── Data provided ──
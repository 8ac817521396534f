//! Host Symbol Resolution
//!
//! Two kinds of lookup:
//!
//! - **Next-module lookup** for `GameWorld`. This library is preloaded in
//!   front of the game logic library, so the same name may resolve to us in
//!   our own module; `dlsym(RTLD_NEXT, ..)` skips it and finds the host's
//!   definition. Done on every tick.
//! - **Global lookup** for the host methods the hooks call (`GetPosition`,
//!   `SetPosition`, `GetPlayerName`). These are code addresses that never move,
//!   so they are resolved once through `libloading` and kept in
//!   [`HostMethods::global`].

use anyhow::{Context, Result};
use libloading::os::unix::Library;
use pwn3_core::{HostError, Vector3};
use std::ffi::{c_char, c_void, CStr};
use std::ptr::NonNull;
use std::sync::OnceLock;

/// `ClientWorld* GameWorld`, exported by the game logic library.
pub const GAME_WORLD: &CStr = c"GameWorld";

/// `Vector3 Actor::GetPosition()`
pub const ACTOR_GET_POSITION: &[u8] = b"_ZN5Actor11GetPositionEv\0";
/// `void Actor::SetPosition(const Vector3&)`
pub const ACTOR_SET_POSITION: &[u8] = b"_ZN5Actor11SetPositionERK7Vector3\0";
/// `const char* Player::GetPlayerName()`
pub const PLAYER_GET_NAME: &[u8] = b"_ZN6Player13GetPlayerNameEv\0";

pub type GetPositionFn = unsafe extern "C" fn(this: *mut c_void) -> Vector3;
pub type SetPositionFn = unsafe extern "C" fn(this: *mut c_void, position: *const Vector3);
pub type GetPlayerNameFn = unsafe extern "C" fn(this: *mut c_void) -> *const c_char;

/// Resolve `name` in the modules after this one in the linker's search order.
pub fn next_symbol(name: &CStr) -> Result<NonNull<c_void>, HostError> {
    // SAFETY: `name` is NUL-terminated and RTLD_NEXT is a valid pseudo-handle.
    let address = unsafe { libc::dlsym(libc::RTLD_NEXT, name.as_ptr()) };
    NonNull::new(address).ok_or_else(|| HostError::SymbolMissing {
        symbol: name.to_string_lossy().into_owned(),
    })
}

/// Host methods the hooks call on a player.
pub struct HostMethods {
    pub(crate) get_position: GetPositionFn,
    pub(crate) set_position: SetPositionFn,
    pub(crate) player_name: GetPlayerNameFn,
    /// Keeps the global-scope handle the symbols came from open.
    _library: Option<Library>,
}

static HOST_METHODS: OnceLock<HostMethods> = OnceLock::new();

impl HostMethods {
    /// Resolve every host method through the process's global scope.
    pub fn resolve() -> Result<Self> {
        let library = Library::this();

        // SAFETY: the signatures match the host's declarations for the
        // supported build; see the layout contract in `abi`.
        unsafe {
            let get_position: GetPositionFn = *library
                .get::<GetPositionFn>(ACTOR_GET_POSITION)
                .context("Host does not export Actor::GetPosition")?;
            let set_position: SetPositionFn = *library
                .get::<SetPositionFn>(ACTOR_SET_POSITION)
                .context("Host does not export Actor::SetPosition")?;
            let player_name: GetPlayerNameFn = *library
                .get::<GetPlayerNameFn>(PLAYER_GET_NAME)
                .context("Host does not export Player::GetPlayerName")?;

            Ok(Self {
                get_position,
                set_position,
                player_name,
                _library: Some(library),
            })
        }
    }

    /// Build from explicit function pointers instead of host symbols.
    pub fn from_fns(
        get_position: GetPositionFn,
        set_position: SetPositionFn,
        player_name: GetPlayerNameFn,
    ) -> Self {
        Self {
            get_position,
            set_position,
            player_name,
            _library: None,
        }
    }

    /// Process-wide methods, resolved on first use.
    pub fn global() -> Result<&'static HostMethods> {
        if let Some(methods) = HOST_METHODS.get() {
            return Ok(methods);
        }
        let resolved = Self::resolve()?;
        log::debug!("Resolved host player methods");
        Ok(HOST_METHODS.get_or_init(|| resolved))
    }
}

impl std::fmt::Debug for HostMethods {
    fn fmt(&self, f: &mut std::fmt::Formatter<'_>) -> std::fmt::Result {
        f.debug_struct("HostMethods")
            .field("get_position", &(self.get_position as *const c_void))
            .field("set_position", &(self.set_position as *const c_void))
            .field("player_name", &(self.player_name as *const c_void))
            .finish()
    }
}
───
◆ The task ◆
Reproduce the listing above verbatim.

◆ Solution to the exercise ◆
repository 8ac817521396534f
//! Host Symbol Resolution
//!
//! Two kinds of lookup:
//!
//! - **Next-module lookup** for `GameWorld`. This library is preloaded in
//!   front of the game logic library, so the same name may resolve to us in
//!   our own module; `dlsym(RTLD_NEXT, ..)` skips it and finds the host's
//!   definition. Done on every tick.
//! - **Global lookup** for the host methods the hooks call (`GetPosition`,
//!   `SetPosition`, `GetPlayerName`). These are code addresses that never move,
//!   so they are resolved once through `libloading` and kept in
//!   [`HostMethods::global`].

use anyhow::{Context, Result};
use libloading::os::unix::Library;
use pwn3_core::{HostError, Vector3};
use std::ffi::{c_char, c_void, CStr};
use std::ptr::NonNull;
use std::sync::OnceLock;

/// `ClientWorld* GameWorld`, exported by the game logic library.
pub const GAME_WORLD: &CStr = c"GameWorld";

/// `Vector3 Actor::GetPosition()`
pub const ACTOR_GET_POSITION: &[u8] = b"_ZN5Actor11GetPositionEv\0";
/// `void Actor::SetPosition(const Vector3&)`
pub const ACTOR_SET_POSITION: &[u8] = b"_ZN5Actor11SetPositionERK7Vector3\0";
/// `const char* Player::GetPlayerName()`
pub const PLAYER_GET_NAME: &[u8] = b"_ZN6Player13GetPlayerNameEv\0";

pub type GetPositionFn = unsafe extern "C" fn(this: *mut c_void) -> Vector3;
pub type SetPositionFn = unsafe extern "C" fn(this: *mut c_void, position: *const Vector3);
pub type GetPlayerNameFn = unsafe extern "C" fn(this: *mut c_void) -> *const c_char;

/// Resolve `name` in the modules after this one in the linker's search order.
pub fn next_symbol(name: &CStr) -> Result<NonNull<c_void>, HostError> {
    // SAFETY: `name` is NUL-terminated and RTLD_NEXT is a valid pseudo-handle.
    let address = unsafe { libc::dlsym(libc::RTLD_NEXT, name.as_ptr()) };
    NonNull::new(address).ok_or_else(|| HostError::SymbolMissing {
        symbol: name.to_string_lossy().into_owned(),
    })
}

/// Host methods the hooks call on a player.
pub struct HostMethods {
    pub(crate) get_position: GetPositionFn,
    pub(crate) set_position: SetPositionFn,
    pub(crate) player_name: GetPlayerNameFn,
    /// Keeps the global-scope handle the symbols came from open.
    _library: Option<Library>,
}

static HOST_METHODS: OnceLock<HostMethods> = OnceLock::new();

impl HostMethods {
    /// Resolve every host method through the process's global scope.
    pub fn resolve() -> Result<Self> {
        let library = Library::this();

        // SAFETY: the signatures match the host's declarations for the
        // supported build; see the layout contract in `abi`.
        unsafe {
            let get_position: GetPositionFn = *library
                .get::<GetPositionFn>(ACTOR_GET_POSITION)
                .context("Host does not export Actor::GetPosition")?;
            let set_position: SetPositionFn = *library
                .get::<SetPositionFn>(ACTOR_SET_POSITION)
                .context("Host does not export Actor::SetPosition")?;
            let player_name: GetPlayerNameFn = *library
                .get::<GetPlayerNameFn>(PLAYER_GET_NAME)
                .context("Host does not export Player::GetPlayerName")?;

            Ok(Self {
                get_position,
                set_position,
                player_name,
                _library: Some(library),
            })
        }
    }

    /// Build from explicit function pointers instead of host symbols.
    pub fn from_fns(
        get_position: GetPositionFn,
        set_position: SetPositionFn,
        player_name: GetPlayerNameFn,
    ) -> Self {
        Self {
            get_position,
            set_position,
            player_name,
            _library: None,
        }
    }

    /// Process-wide methods, resolved on first use.
    pub fn global() -> Result<&'static HostMethods> {
        if let Some(methods) = HOST_METHODS.get() {
            return Ok(methods);
        }
        let resolved = Self::resolve()?;
        log::debug!("Resolved host player methods");
        Ok(HOST_METHODS.get_or_init(|| resolved))
    }
}

impl std::fmt::Debug for HostMethods {
    fn fmt(&self, f: &mut std::fmt::Formatter<'_>) -> std::fmt::Result {
        f.debug_struct("HostMethods")
            .field("get_position", &(self.get_position as *const c_void))
            .field("set_position", &(self.set_position as *const c_void))
            .field("player_name", &(self.player_name as *const c_void))
            .finish()
    }
}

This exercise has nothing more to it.